First of all, "stronger" is too vague and dependant a term. Speed and energy are better terms.

I'm a n00b myself, but I believe the key advantages and disadvantages are:

* "Standard Style" bands and draw/shooting position: The advantages are that this is the more natural, ergonomic and easy to aim/master shooting style. In other words, less proficiency is required for a given level of accuracy. The drawback is that the shorter bands have less time/distance to impart their energy to the bullet, so the resulting speed and energy are less than for butterfly style. People compensate by using somewhat heavier /stronger bands than for butterfly, in order to close the gap.
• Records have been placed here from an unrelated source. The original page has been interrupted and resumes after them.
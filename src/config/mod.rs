//! Configuration module
//!
//! Runtime configuration for every primitive in the toolkit, loaded from TOML.
//! Missing sections and fields fall back to defaults, so an empty file is a
//! valid configuration.

mod settings;

pub use settings::{
    BatchConfig, LedgerConfig, LockConfig, QueueConfig, QueueKind, StoreConfig, TransferConfig,
    TransferStrategyKind, WithdrawConfig,
};

use crate::types::LedgerError;
use std::fs;
use std::path::Path;

/// Load and validate a configuration file
///
/// # Errors
///
/// Returns an error if the file cannot be read, is not valid TOML, or names a
/// setting that cannot be repaired (e.g. a zero queue capacity).
pub fn load_config(path: &Path) -> Result<LedgerConfig, LedgerError> {
    let contents = fs::read_to_string(path)?;
    LedgerConfig::from_toml_str(&contents)
}
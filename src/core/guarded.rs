//! Guarded suspension
//!
//! A single-value slot. Consumers block until a producer stores a value;
//! every wait re-checks the slot after waking.

use crate::config::LockConfig;
use crate::types::Interrupted;
use parking_lot::{Condvar, Mutex};
use std::time::Duration;
use tokio_util::sync::CancellationToken;

/// Slot whose readers wait until it is filled
#[derive(Debug)]
pub struct GuardedSlot<T> {
    value: Mutex<Option<T>>,
    filled: Condvar,
    poll_interval: Duration,
}

impl<T> GuardedSlot<T> {
    /// Create an empty slot
    pub fn new(config: &LockConfig) -> Self {
        Self {
            value: Mutex::new(None),
            filled: Condvar::new(),
            poll_interval: config.poll_interval(),
        }
    }

    /// Store `value`, replacing any previous one, and wake all waiters
    pub fn set(&self, value: T) -> Option<T> {
        let previous = self.value.lock().replace(value);
        self.filled.notify_all();
        previous
    }

    /// Whether a value is present
    pub fn is_set(&self) -> bool {
        self.value.lock().is_some()
    }

    /// Remove the value, waiting until one is present
    ///
    /// # Errors
    ///
    /// Returns `Interrupted` if `cancel` fires first; the slot is untouched.
    pub fn take(&self, cancel: &CancellationToken) -> Result<T, Interrupted> {
        self.wait_with(cancel, Option::take)
    }

    fn wait_with<R>(
        &self,
        cancel: &CancellationToken,
        mut f: impl FnMut(&mut Option<T>) -> Option<R>,
    ) -> Result<R, Interrupted> {
        let mut value = self.value.lock();
        loop {
            if cancel.is_cancelled() {
                return Err(Interrupted(()));
            }
            if let Some(found) = f(&mut *value) {
                return Ok(found);
            }
            self.filled.wait_for(&mut value, self.poll_interval);
        }
    }
}

impl<T: Clone> GuardedSlot<T> {
    /// Clone the value, waiting until one is present
    ///
    /// # Errors
    ///
    /// Returns `Interrupted` if `cancel` fires first.
    pub fn get(&self, cancel: &CancellationToken) -> Result<T, Interrupted> {
        self.wait_with(cancel, |value| value.clone())
    }
}

impl<T> Default for GuardedSlot<T> {
    fn default() -> Self {
        Self::new(&LockConfig::default())
    }
}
* "Butterfly Style" bands and draw/shooting position: These bands are selected and rigged to be a bit longer and lighter-drawing than for standard style shooting. The advantages are that due to their greater draw length, the bands have more time/distance to impart their energy to the bullet, so the for an equal draw force, the resulting speed and energy are significantly higher for butterfly style. The disadvantage is that the style is inherently harder to aim, and thus requires a higher degree of proficiency in order to shoot with the same general level of accuracy as standard position.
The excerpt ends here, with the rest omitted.